Tout au long de ce processus de découverte de mon identité, j’ai appris que qui je suis ne rentre pas parfaitement dans une boîte.
C’est un amalgame compliqué de traditions et de souvenirs népalais avec des journées passées à la plage recouvertes de crème solaire Banana Boat.
Parfois, c’est compliqué et déroutant, mais c’est entièrement ma propre expérience et cela n’a pas besoin d’avoir de sens.
L’immigration népalaise continue de croître – selon les statistiques du gouvernement australien, elle a été multipliée par cinq entre 2014 et 2024 – ce qui signifie que davantage de familles mixtes commenceront inévitablement à s’établir en Australie.
L’absence de catégories raciales dans le recensement rend difficile la communication du nombre de couples et de familles métis.
Cependant, un chercheur estime que 7 pour cent de la population est composée d’individus métis.
Le Challenging Racism Project de l’Université Western Sydney note que les personnes métisses restent encore en marge lorsqu’il s’agit de recherche sur la cohésion sociale et le racisme.
De manière anecdotique, je sais que d’autres enfants mixtes ont éprouvé des sentiments de solitude, d’isolement et ont eu du mal avec leur sentiment d’identité.
J’ai toujours été un écrivain en herbe. Mes parents seront les premiers à partager que je griffonnais toujours sur n’importe quel morceau de papier qui me tombait sous la main.
Mais il y avait toujours une histoire à laquelle je revenais, et c’est celle-ci : l’histoire de mon expérience d’enfance tiraillée entre deux mondes.
Après beaucoup de gribouillages et de doutes, j’ai fini par auto-publier mon histoire sous la forme d’un livre pour enfants intitulé Le cœur de Neelam.
Même si j’ai changé le nom du protagoniste, Neelam est basé sur ma propre vie. C’est ainsi que mon père m’appelait quand j’étais enfant, et c’est encore ce qu’il fait aujourd’hui. L’histoire est une version simplifiée et soignée de ce que j’ai appris au cours de mes 26 ans.
Le jour du 10e anniversaire de Neelam, elle reçoit un médaillon spécial qui l’emmène dans un voyage dans l’arrière-pays du Queensland et dans les bazars de Katmandou. C’est au cours de ce voyage qu’elle apprend que la maison n’est pas un lieu mais un sentiment.

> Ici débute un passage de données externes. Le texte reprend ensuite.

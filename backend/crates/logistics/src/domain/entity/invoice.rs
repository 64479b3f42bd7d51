//! Invoice Entity

use chrono::{DateTime, NaiveDate, Utc};
use kernel::id::{ClientId, InvoiceId};
use rust_decimal::Decimal;

use crate::domain::value_object::{DEFAULT_CURRENCY, INVOICE_STATUS_PENDING};

/// A bill issued to a client. Line items are stored as a JSON document,
/// mirroring how the dashboard edits them.
#[derive(Debug, Clone)]
pub struct Invoice {
    pub invoice_id: InvoiceId,
    pub client_id: Option<ClientId>,
    pub client_name: String,
    pub amount: Decimal,
    pub currency: String,
    pub status: String,
    pub due_date: NaiveDate,
    pub items: serde_json::Value,
    pub notes: Option<String>,
    pub created_at: DateTime<Utc>,
    pub updated_at: DateTime<Utc>,
}

impl Invoice {
    pub fn new(client_name: String, amount: Decimal, due_date: NaiveDate) -> Self {
        let now = Utc::now();
        Self {
            invoice_id: InvoiceId::new(),
            client_id: None,
            client_name,
            amount,
            currency: DEFAULT_CURRENCY.to_string(),
            status: INVOICE_STATUS_PENDING.to_string(),
            due_date,
            items: serde_json::Value::Array(Vec::new()),
            notes: None,
            created_at: now,
            updated_at: now,
        }
    }

    pub fn touch(&mut self) {
        self.updated_at = Utc::now();
    }

    pub fn set_status(&mut self, status: String) {
        self.status = status;
        self.touch();
    }
}

#[cfg(test)]
mod tests {
    use super::*;
    use rust_decimal_macros::dec;

    #[test]
    fn test_new_invoice_defaults() {
        let invoice = Invoice::new(
            "Acme Imports".to_string(),
            dec!(1500.00),
            NaiveDate::from_ymd_opt(2025, 1, 31).unwrap(),
        );
        assert_eq!(invoice.currency, DEFAULT_CURRENCY);
        assert_eq!(invoice.status, INVOICE_STATUS_PENDING);
        assert_eq!(invoice.items, serde_json::json!([]));
    }
}
//! Client Management Use Cases

use std::sync::Arc;

use chrono::NaiveDate;
use rust_decimal::Decimal;

use crate::domain::entity::Client;
use crate::domain::repository::ClientRepository;
use crate::error::{LogisticsError, LogisticsResult};
use kernel::id::ClientId;

/// Fields accepted when registering a client
#[derive(Debug, Clone, Default)]
pub struct NewClient {
    pub name: String,
    pub email: Option<String>,
    pub phone: Option<String>,
    pub address: Option<String>,
    pub join_date: Option<NaiveDate>,
    pub notes: Option<String>,
}

/// Partial update; absent fields are left untouched
#[derive(Debug, Clone, Default)]
pub struct ClientPatch {
    pub name: Option<String>,
    pub email: Option<String>,
    pub phone: Option<String>,
    pub address: Option<String>,
    pub join_date: Option<NaiveDate>,
    pub total_spent: Option<Decimal>,
    pub notes: Option<String>,
}

pub struct ClientService<C> {
    clients: Arc<C>,
}

impl<C> Clone for ClientService<C> {
    fn clone(&self) -> Self {
        Self {
            clients: Arc::clone(&self.clients),
        }
    }
}

impl<C: ClientRepository> ClientService<C> {
    pub fn new(clients: Arc<C>) -> Self {
        Self { clients }
    }

    pub async fn create(&self, input: NewClient) -> LogisticsResult<Client> {
        if input.name.trim().is_empty() {
            return Err(LogisticsError::Validation(
                "Client name is required".to_string(),
            ));
        }

        let mut client = Client::new(input.name.trim().to_string());
        client.email = input.email;
        client.phone = input.phone;
        client.address = input.address;
        client.join_date = input.join_date;
        client.notes = input.notes;

        self.clients.create(&client).await?;
        Ok(client)
    }

    pub async fn get(&self, client_id: &ClientId) -> LogisticsResult<Client> {
        self.clients
            .find_by_id(client_id)
            .await?
            .ok_or(LogisticsError::NotFound("client"))
    }

    pub async fn list(&self) -> LogisticsResult<Vec<Client>> {
        self.clients.list().await
    }

    pub async fn update(
        &self,
        client_id: &ClientId,
        patch: ClientPatch,
    ) -> LogisticsResult<Client> {
        let mut client = self.get(client_id).await?;

        if let Some(name) = patch.name {
            if name.trim().is_empty() {
                return Err(LogisticsError::Validation(
                    "Client name is required".to_string(),
                ));
            }
            client.name = name.trim().to_string();
        }
        if let Some(email) = patch.email {
            client.email = Some(email);
        }
        if let Some(phone) = patch.phone {
            client.phone = Some(phone);
        }
        if let Some(address) = patch.address {
            client.address = Some(address);
        }
        if let Some(join_date) = patch.join_date {
            client.join_date = Some(join_date);
        }
        if let Some(total_spent) = patch.total_spent {
            client.total_spent = total_spent;
        }
        if let Some(notes) = patch.notes {
            client.notes = Some(notes);
        }
        client.touch();

        self.clients.update(&client).await?;
        Ok(client)
    }

    pub async fn delete(&self, client_id: &ClientId) -> LogisticsResult<()> {
        self.get(client_id).await?;
        self.clients.delete(client_id).await
    }
}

Quand j’ai décidé de publier Le coeur de Neelamdes membres de ma famille des deux côtés ont avoué qu’ils n’avaient jamais pensé à mon expérience mitigée.
Pour eux, j’étais Neesha – juste un autre membre de la famille. Ils n’avaient aucune idée des défis auxquels j’étais confronté et je ne leur en veux pas. Je n’y fais face que moi-même en tant qu’adulte.
Si je pouvais remonter le temps et donner quelques conseils à la petite Neesha, voici ce que je partagerais : être métis peut être votre super pouvoir. Vous avez de la famille à travers le monde et un coffre au trésor rempli de traditions et d’histoires à découvrir.
Vos souvenirs de famille les plus précieux incluront la fabrication de mandalas avec des poudres multicolores pendant Diwali et les bénédictions d’anniversaire avec des tikkas rouges et des œufs durs.
Être « la moitié » de quelque chose ne signifie pas que vous n’êtes pas entier.